Назвав князей Алексея Григорьевича да Василия Лукича Долгоруких, секретарь объявил затем: «Что принадлежит до взяток с партикулярных персон, ничего не знаю, понеже от всех дел таковых, кроме партикулярных ея величества, весьма чужд от Монса учинен, по зависти и обнесению ему на меня фамилии его, которая так его преогорчила на меня, как известно, что он и виселицу обещал».

Уклонившись таким образом от разъяснения проделок Монса, секретарь пояснил, что он принужден был искать своего в должности определения. «А определения сего, – писал Столетов, – и доныне у него не сыскал. Взял меня Монс в свою команду, обещал всякое благополучие, вместо котораго и весьма неравнаго обрел себе таковое злоключение, от котораго принужден всякой в моей жизни надежды лишиться, токмо имею на великодушное его величества милостивое рассмотрение надежду; и для того, в чем я собственно виновен, приношу мое чистейшее покаяние».

В порыве покаяния Столетов представил небольшой список своих «винностей», всего только три:

«Принял я от служителей государыни, двух Грузинцовых, две лошади с тем, чтобы со временем в приключившихся нуждах их, по возможности своей помогать; что я и чинил по совести, без утраты антересу ея величества».

«Князь Алексей Долгоруков благодарил меня за старания по его делу об отцовском наследстве (то дело и доныне за ним не справлено для некоторой претензии одного из его братьев); прислал он мне на камзол парчи золотной, бахрому и сукно, да потом подарил жеребчика; а принял я все то, не вменяя во взятки, но в благодеяние и приязнь, для того, что услуги мои были ни по его прошению, но по указу ея величества».

«Да царевна Прасковья Ивановна за объявленное мое старание (в деле о передаче вотчины Монсу) пожаловала мне 320 рублей в разное время, с тем, чтобы я приводил Монса, а он бы государыню, чтоб ее, царевну, содержать в милости своей изволила и домашнее бы им определение учинила. В вышеписанном во всем, – заключал исповедь Столетов, – прошу у его величества великодушнаго рассмотрения и милостиваго помилования».

Помилования не было.

12 ноября проведено было судьями, как кажется, в окончательной переборке захваченных бумаг, быть может, и в допросах, но они либо не дошли до нас, либо вовсе не были записаны, либо не попали в бумаги, ныне хранящиеся в Государственном архиве, в С.-Петербурге, нами внимательно исследованные (в 1862 году).

Монс продолжал содержаться под караулом, по одним известиям – в доме Ушакова, по другим – переведен был в свой собственный дом, на речку Мью (Мойку).
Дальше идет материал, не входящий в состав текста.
//! desk demo: bounded-buffer producers and consumers.
//!
//! Producers and consumers share one buffer resource. Producers wait while
//! it is full, consumers wait while it is empty, and every change is
//! announced with `notify_all`. Delays are drawn from seeded RNGs, so the
//! same arguments always produce the same trace and final clock.

use std::collections::VecDeque;
use std::process::ExitCode;
use std::sync::Arc;
use std::time::Duration;

use clap::Parser;
use parking_lot::Mutex;
use rand::rngs::StdRng;
use rand::{Rng, SeedableRng};
use tracing::{debug, error, info, Level};
use tracing_subscriber::FmtSubscriber;

use desk::{KernelResult, QueueBackend, ResourceId, Runtime, RuntimeConfig, TaskContext};

#[derive(Parser, Debug)]
#[command(name = "desk-demo", about = "Producer/consumer run on the desk simulation kernel")]
struct Args {
    /// Number of producer tasks
    #[arg(short, long, default_value_t = 3)]
    producers: usize,

    /// Number of consumer tasks
    #[arg(short, long, default_value_t = 2)]
    consumers: usize,

    /// Items each producer makes
    #[arg(short = 'n', long, default_value_t = 20)]
    items: usize,

    /// Buffer capacity
    #[arg(long, default_value_t = 4)]
    capacity: usize,

    /// Seed for the delay generators
    #[arg(short, long, default_value_t = 42)]
    seed: u64,

    /// Waiting-queue backend (tree or calendar)
    #[arg(short, long, default_value = "tree")]
    backend: QueueBackend,

    /// Enable debug logging
    #[arg(short, long)]
    verbose: bool,
}

const BUFFER: ResourceId = ResourceId::new(1);

/// State guarded by the `BUFFER` resource.
#[derive(Debug, Default)]
struct Shelf {
    items: VecDeque<(usize, usize)>,
    consumed: usize,
}

fn produce(
    cx: &TaskContext,
    shelf: &Mutex<Shelf>,
    producer: usize,
    items: usize,
    capacity: usize,
    mut rng: StdRng,
) -> KernelResult<()> {
    for seq in 0..items {
        cx.sleep_for(rng.gen_range(0.5..3.0))?;
        cx.lock(BUFFER)?;
        while shelf.lock().items.len() >= capacity {
            cx.wait(BUFFER)?;
        }
        shelf.lock().items.push_back((producer, seq));
        debug!(producer, seq, time = cx.now(), "produced");
        cx.notify_all(BUFFER);
        cx.unlock(BUFFER);
    }
    Ok(())
}

fn consume(
    cx: &TaskContext,
    shelf: &Mutex<Shelf>,
    consumer: usize,
    total: usize,
    mut rng: StdRng,
) -> KernelResult<()> {
    loop {
        cx.lock(BUFFER)?;
        loop {
            let s = shelf.lock();
            if !s.items.is_empty() || s.consumed >= total {
                break;
            }
            drop(s);
            cx.wait(BUFFER)?;
        }
        let taken = {
            let mut s = shelf.lock();
            let item = s.items.pop_front();
            if item.is_some() {
                s.consumed += 1;
            }
            item
        };
        cx.notify_all(BUFFER);
        cx.unlock(BUFFER);
        match taken {
            Some((producer, seq)) => {
                debug!(consumer, producer, seq, time = cx.now(), "consumed");
                cx.sleep_for(rng.gen_range(1.0..4.0))?;
            }
            None => return Ok(()),
        }
    }
}

fn run(args: &Args) -> KernelResult<Runtime> {
    let config = RuntimeConfig::default()
        .with_name("demo")
        .with_waiting_queue(args.backend)
        .with_start_suspended(true);
    let rt = Runtime::new(config);
    let shelf = Arc::new(Mutex::new(Shelf::default()));
    let total = args.producers * args.items;

    for p in 0..args.producers {
        let shelf = Arc::clone(&shelf);
        let rng = StdRng::seed_from_u64(args.seed.wrapping_add(p as u64));
        let (items, capacity) = (args.items, args.capacity.max(1));
        rt.submit_at(0.0, move |cx| produce(cx, &shelf, p, items, capacity, rng))?;
    }
    for c in 0..args.consumers {
        let shelf = Arc::clone(&shelf);
        let rng = StdRng::seed_from_u64(args.seed.wrapping_add(1_000 + c as u64));
        rt.submit_at(0.0, move |cx| consume(cx, &shelf, c, total, rng))?;
    }

    rt.resume()?;
    rt.wait_quiescent(Duration::from_secs(60))?;

    let consumed = shelf.lock().consumed;
    info!(consumed, total, "run complete");
    Ok(rt)
}

fn main() -> ExitCode {
    let args = Args::parse();

    let level = if args.verbose { Level::DEBUG } else { Level::INFO };
    let subscriber = FmtSubscriber::builder().with_max_level(level).finish();
    tracing::subscriber::set_global_default(subscriber)
        .expect("Failed to set tracing subscriber");

    info!(
        producers = args.producers,
        consumers = args.consumers,
        items = args.items,
        backend = %args.backend,
        seed = args.seed,
        "desk demo"
    );
    if args.consumers == 0 && args.producers > 0 {
        error!("at least one consumer is needed to drain the buffer");
        return ExitCode::FAILURE;
    }

    match run(&args) {
        Ok(rt) => {
            println!("{}", rt.info());
            for fault in rt.faults() {
                println!("  fault: {}", fault);
            }
            for worker in rt.workers() {
                println!("  {}", worker);
            }
            ExitCode::SUCCESS
        }
        Err(e) => {
            error!(error = %e, "simulation failed");
            ExitCode::FAILURE
        }
    }
}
Столетов и Балакирев (последний после прогулки в крепость) все еще заперты были в пустом Летнем дворце на Неве, у истока Фонтанки, где еще недавно можно было видеть темную каморку с решетчатым оконцем в дверях.

В пятницу, 13 ноября, рано поутру страшный вестник несчастия Андрей Иванович Ушаков предстал пред Матреной Ивановной, измученной страхом и надеждой.

Генеральша волею-неволею должна была подняться с постели; ее увезли в дом «инквизитора» (так назывались тогда в официальной переписке члены страшной Тайной канцелярии) и – так говорили в городе – заперли в той самой комнате, где сидел несколько дней ее брат.

Множество часовых оцепляло здание, вид которого невольно внушал страх и трепет в жителях Петербурга.

Вслед за Матреной Ивановной арестовали ее сына, придворного щеголя и красавца Петра Федоровича Балка. Ему пока объявлен был арест в своем доме или в доме матери. Вообще нельзя не подивиться той необычной деликатности, если можно так выразиться, которую явил государь в настоящем случае. Арестации были невелики, делали их «без великаго поспешения»; взятых под арест не влекли в крепостные казематы; ноги взятых персон, искусившиеся в ассамблейных танцах, не ставили в ремень, выхоленные руки не ввертывали в хомут, кнут не бороздил их спины. Словом, государь или стыдился являть жестокость по делу, слишком близкому его сердцу, или же Екатерина, по народному выражению, «своим волшебным кореньем» продолжала и в эти страшные минуты «обводить», т. е. смягчать, ублажать государя.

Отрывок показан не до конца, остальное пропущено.